Yahya Kaptan’da kocaman bir işletme ile problem yaşanıyor siz de bu işletmeyle ilgili haklı veya haksız görüş beyan etmediniz. David People davasında haklı mı siz konuyu nasıl yorumluyorsunuz?

Ben sahiplerini hiç tanımam bilmiyorum ama burada inanılmaz bir yatırım yapılmış. Gölkay’daki işletmeciye de aynı bu şekilde problem çıkartmıştı. O zaman pandemi vardı ve tamamen siyasi intikam almak ‘Bunlar şunlara şunlara iş vermişler’ demek için sözleşmesini erkenden feshedip 500 bin TL gibi bir parayı ödeyip boş bıraktı. Şimdi de sözleşme nedir, bu adamı çıkarttığında belediyeye nasıl bir tazminat çıkar, niye böyle bir şeyin içine girdiğini bilmiyorum. Bakalım milletin cebinden kaç para çıkacak? Böyle bir süreç yaşanır da milyonlarca tazminat ödemek zorunda kalırsa şaşırmam.

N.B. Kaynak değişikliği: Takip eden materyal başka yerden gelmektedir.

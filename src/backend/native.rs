//! In-process request handlers.
//!
//! A resolved application is tagged once, at resolution time, with the
//! call convention it supports. Nothing re-probes it per invocation.

use axum::body::Body;
use axum::http::{Request, Response, StatusCode, Uri};
use axum::Router;
use bytes::Bytes;
use std::sync::Arc;
use tower::ServiceExt;

use crate::http::event::AdapterResponse;
use crate::http::request::{OutboundRequest, TranslateError};
use crate::http::response::to_adapter_response;

/// Blocking request handler (a plain function of request to response).
pub type SyncHandlerFn = Arc<dyn Fn(Request<Bytes>) -> Response<Bytes> + Send + Sync>;

/// Call convention of a resolved in-process app.
#[derive(Debug, Clone, Copy, PartialEq, Eq)]
pub enum Capability {
    Sync,
    Async,
}

/// An in-process application, tagged with its call convention.
#[derive(Clone)]
pub enum NativeHandler {
    /// Blocking handler; dispatched on the blocking thread pool.
    Sync(SyncHandlerFn),
    /// Routing-table application; driven on the async runtime.
    Async(Router),
}

impl std::fmt::Debug for NativeHandler {
    fn fmt(&self, f: &mut std::fmt::Formatter<'_>) -> std::fmt::Result {
        match self {
            NativeHandler::Sync(_) => f.write_str("NativeHandler::Sync"),
            NativeHandler::Async(_) => f.write_str("NativeHandler::Async"),
        }
    }
}

impl NativeHandler {
    /// Wrap a blocking function.
    pub fn sync<F>(handler: F) -> Self
    where
        F: Fn(Request<Bytes>) -> Response<Bytes> + Send + Sync + 'static,
    {
        NativeHandler::Sync(Arc::new(handler))
    }

    pub fn capability(&self) -> Capability {
        match self {
            NativeHandler::Sync(_) => Capability::Sync,
            NativeHandler::Async(_) => Capability::Async,
        }
    }

    /// Run one request through the app and translate its reply.
    pub async fn call(
        &self,
        request: OutboundRequest,
        max_response_bytes: usize,
    ) -> Result<AdapterResponse, TranslateError> {
        match self {
            NativeHandler::Sync(handler) => {
                let request = into_bytes_request(request)?;
                let handler = Arc::clone(handler);
                match tokio::task::spawn_blocking(move || handler(request)).await {
                    Ok(response) => {
                        let (parts, body) = response.into_parts();
                        Ok(to_adapter_response(parts.status, &parts.headers, body))
                    }
                    Err(e) => {
                        tracing::error!(error = %e, "Native handler failed");
                        Ok(internal_error())
                    }
                }
            }
            NativeHandler::Async(router) => {
                let request: Request<Body> = request.into_http(None)?;
                let response = match router.clone().oneshot(request).await {
                    Ok(response) => response,
                    Err(never) => match never {},
                };
                let (parts, body) = response.into_parts();
                match axum::body::to_bytes(body, max_response_bytes).await {
                    Ok(bytes) => Ok(to_adapter_response(parts.status, &parts.headers, bytes)),
                    Err(e) => {
                        tracing::error!(error = %e, "Native response body could not be read");
                        Ok(internal_error())
                    }
                }
            }
        }
    }
}

fn into_bytes_request(request: OutboundRequest) -> Result<Request<Bytes>, TranslateError> {
    let uri = request
        .path_and_query
        .parse::<Uri>()
        .map_err(|e| TranslateError::Uri {
            target: request.path_and_query.clone(),
            reason: e.to_string(),
        })?;
    let mut http = Request::new(request.body);
    *http.method_mut() = request.method;
    *http.uri_mut() = uri;
    *http.headers_mut() = request.headers;
    Ok(http)
}

fn internal_error() -> AdapterResponse {
    AdapterResponse::text(
        StatusCode::INTERNAL_SERVER_ERROR.as_u16(),
        "Internal handler error",
    )
}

“EĞER ANLATTIĞIN GİBİYSE YANLIŞ YAPIYOR TABİİ”

Biliyorsunuz İKM Başkanı Murat Öztürk, son zamanlarda CHP İlçe Başkanı gibi kentle ilgili bazı konularda meclis üyelerine çağrıda bulunuyor. CHP İzmit İlçe Başkanı Hakan Çakar buna AKP’lilerin ‘Sen kimsin Murat?’ demesi gerektiğini söylemişti. Siz ne düşünüyorsunuz bu konu hakkında?

‘Sen kimsin?’ demeye lüzum yok. Bize seslendiğinde ben kendisini aradım ‘konuyu sana da anlatacağım’ dedim. Mahalle başkanlarına anlattığım gibi ona da anlattım. Araçlar için sadece bir evrak beklediğimizi, bunu verdiğinde bu yetkiyi kendisine vereceğimizi söyledik. ‘Biz bu anlattığın gibi bilmiyorduk eğer anlattığın gibiyse yanlış yapıyor tabii’ dedi. Güzel güzel sohbet ettik, çok güzel de ağırladı beni. Murat Öztürk herhangi bir vatandaş gibi bize oy vermiş de olabilir. Ben herhangi bir vatandaşın bize oy vermesini yadırgamam. ‘Sen kimsin’ falana gerek yok. Ben olayı anlattım, anlattığımda da bana hak verdi.

“BENİMLE İLGİLİ HABER YAPAN BİR KİŞİYE ‘YA SEN NİYE BÖYLE YAZDIN?’ DEMEMİŞİMDİR”

Kocaeli basınını nasıl buluyorsunuz?

Kocaeli basını Türkiye’nin en güçlü yerel basını. Kenti vatandaşlarını hem bilgilendirme hem yönlendirme anlamına baktığında ilklerde olduğunu görüyorum. Benm hepsiyle bir merhaba merhaba ilişkim vardır. Benimle ilgili haber yapan bir kişiye ‘Ya sen niye böyle yazdın?’ dememişimdir. Sadece bir kişiyi aradım ve gerçekten yalandı, belediyeden servis edilmiş belli. Ben kendi işime beklediğim saygıyı gazeteci arkadaşlarımıza da göstermeye özen gösteriyorum. Sizin gazeteniz de internet gazetesi deyince akla gelen ilk gazetelerden. Özellikle değişimden sonraki hali çok hoşuma gidiyor. Senin şahsında da çok soru geliyor bana, konuşuluyorsun. Aysun Hanım’la da uyumlu çalıştığınız belli oluyor, seni çok destekliyor yazılarıyla. Çok iyi görünüyorsunuz, inşallah çok iyi yerlere gelirsiniz.